» Activity: Pull every line holding the word "detail" out of the data and copy it.

» Provided entries:
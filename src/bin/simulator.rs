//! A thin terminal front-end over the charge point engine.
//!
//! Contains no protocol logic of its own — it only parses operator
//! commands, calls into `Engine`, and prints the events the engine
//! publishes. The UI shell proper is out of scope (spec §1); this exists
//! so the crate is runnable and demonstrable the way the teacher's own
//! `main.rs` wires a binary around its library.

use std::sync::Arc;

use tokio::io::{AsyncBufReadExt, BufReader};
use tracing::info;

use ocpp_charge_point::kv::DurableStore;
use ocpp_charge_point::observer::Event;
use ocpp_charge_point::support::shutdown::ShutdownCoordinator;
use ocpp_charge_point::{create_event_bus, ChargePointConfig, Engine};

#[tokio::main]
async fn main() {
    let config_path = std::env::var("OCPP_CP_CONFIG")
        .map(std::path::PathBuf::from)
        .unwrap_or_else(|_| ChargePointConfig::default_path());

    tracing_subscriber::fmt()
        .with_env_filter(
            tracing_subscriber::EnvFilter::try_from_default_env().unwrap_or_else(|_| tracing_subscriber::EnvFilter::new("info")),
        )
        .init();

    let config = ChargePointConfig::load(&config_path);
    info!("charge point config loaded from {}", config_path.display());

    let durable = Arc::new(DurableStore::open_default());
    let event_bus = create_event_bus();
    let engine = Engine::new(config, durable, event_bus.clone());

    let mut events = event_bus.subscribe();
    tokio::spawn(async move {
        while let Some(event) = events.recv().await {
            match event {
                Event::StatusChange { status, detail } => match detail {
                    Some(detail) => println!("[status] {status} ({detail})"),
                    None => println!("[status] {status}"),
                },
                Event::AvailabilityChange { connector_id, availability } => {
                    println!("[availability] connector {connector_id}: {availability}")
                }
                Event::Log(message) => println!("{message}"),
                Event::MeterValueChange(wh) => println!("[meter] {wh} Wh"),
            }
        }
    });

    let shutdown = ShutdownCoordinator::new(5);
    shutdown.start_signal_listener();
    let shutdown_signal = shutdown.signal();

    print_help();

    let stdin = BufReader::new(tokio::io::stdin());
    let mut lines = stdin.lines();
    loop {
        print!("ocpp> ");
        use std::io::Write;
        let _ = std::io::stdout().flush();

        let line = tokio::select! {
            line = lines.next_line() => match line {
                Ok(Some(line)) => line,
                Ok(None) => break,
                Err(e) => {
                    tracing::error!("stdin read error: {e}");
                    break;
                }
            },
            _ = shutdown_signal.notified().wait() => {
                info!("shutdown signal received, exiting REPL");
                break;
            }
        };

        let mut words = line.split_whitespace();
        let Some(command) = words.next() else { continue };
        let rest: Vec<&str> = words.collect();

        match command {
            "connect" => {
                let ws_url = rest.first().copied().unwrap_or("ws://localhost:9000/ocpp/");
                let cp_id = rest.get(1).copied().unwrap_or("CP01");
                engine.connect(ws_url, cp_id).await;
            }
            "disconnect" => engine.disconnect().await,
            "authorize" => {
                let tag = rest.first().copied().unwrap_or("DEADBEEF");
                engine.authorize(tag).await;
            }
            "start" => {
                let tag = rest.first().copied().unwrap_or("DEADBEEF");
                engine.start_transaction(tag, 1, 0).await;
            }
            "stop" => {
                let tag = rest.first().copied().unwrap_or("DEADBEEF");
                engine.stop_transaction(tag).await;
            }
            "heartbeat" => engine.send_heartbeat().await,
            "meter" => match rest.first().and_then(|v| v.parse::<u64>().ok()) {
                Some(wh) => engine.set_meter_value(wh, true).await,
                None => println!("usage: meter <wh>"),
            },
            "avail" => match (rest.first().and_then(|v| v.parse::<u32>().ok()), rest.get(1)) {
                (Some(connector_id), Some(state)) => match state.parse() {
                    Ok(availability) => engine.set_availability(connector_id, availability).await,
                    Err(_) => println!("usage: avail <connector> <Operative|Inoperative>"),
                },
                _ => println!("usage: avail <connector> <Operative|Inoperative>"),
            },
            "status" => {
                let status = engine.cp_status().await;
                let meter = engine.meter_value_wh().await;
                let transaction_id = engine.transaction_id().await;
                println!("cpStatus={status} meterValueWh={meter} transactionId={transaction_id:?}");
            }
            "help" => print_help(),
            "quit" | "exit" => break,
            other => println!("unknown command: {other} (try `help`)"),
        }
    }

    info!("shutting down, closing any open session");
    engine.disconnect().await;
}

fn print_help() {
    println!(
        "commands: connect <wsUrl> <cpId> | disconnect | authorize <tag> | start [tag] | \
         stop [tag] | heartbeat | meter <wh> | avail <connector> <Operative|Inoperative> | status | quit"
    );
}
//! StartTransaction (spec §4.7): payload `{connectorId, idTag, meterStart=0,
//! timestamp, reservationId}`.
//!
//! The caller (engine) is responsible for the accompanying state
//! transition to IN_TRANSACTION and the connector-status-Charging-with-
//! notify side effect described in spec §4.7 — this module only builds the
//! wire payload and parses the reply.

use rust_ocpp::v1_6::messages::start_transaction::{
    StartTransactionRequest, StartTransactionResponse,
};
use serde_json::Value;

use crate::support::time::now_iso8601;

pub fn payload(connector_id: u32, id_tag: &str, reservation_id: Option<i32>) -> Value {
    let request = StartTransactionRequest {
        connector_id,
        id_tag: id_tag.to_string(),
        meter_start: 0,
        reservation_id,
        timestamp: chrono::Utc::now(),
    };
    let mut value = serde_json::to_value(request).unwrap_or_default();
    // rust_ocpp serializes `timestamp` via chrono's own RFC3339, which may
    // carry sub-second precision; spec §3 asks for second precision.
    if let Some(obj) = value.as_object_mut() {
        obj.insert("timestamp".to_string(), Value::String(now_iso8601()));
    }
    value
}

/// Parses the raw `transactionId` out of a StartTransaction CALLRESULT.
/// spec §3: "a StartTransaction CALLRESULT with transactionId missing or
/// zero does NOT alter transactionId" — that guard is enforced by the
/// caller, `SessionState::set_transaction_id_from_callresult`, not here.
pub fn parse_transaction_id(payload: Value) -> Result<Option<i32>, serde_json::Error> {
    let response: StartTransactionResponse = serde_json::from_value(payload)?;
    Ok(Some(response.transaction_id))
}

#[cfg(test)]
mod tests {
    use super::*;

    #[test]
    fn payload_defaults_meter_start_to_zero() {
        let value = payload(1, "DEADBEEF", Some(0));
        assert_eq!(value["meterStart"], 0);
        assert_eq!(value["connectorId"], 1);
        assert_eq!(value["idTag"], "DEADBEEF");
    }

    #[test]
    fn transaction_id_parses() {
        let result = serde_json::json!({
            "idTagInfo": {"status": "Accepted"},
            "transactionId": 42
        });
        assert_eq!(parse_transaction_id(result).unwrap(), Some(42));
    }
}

» Task result:
                Event::StatusChange { status, detail } => match detail {
                    Some(detail) => println!("[status] {status} ({detail})"),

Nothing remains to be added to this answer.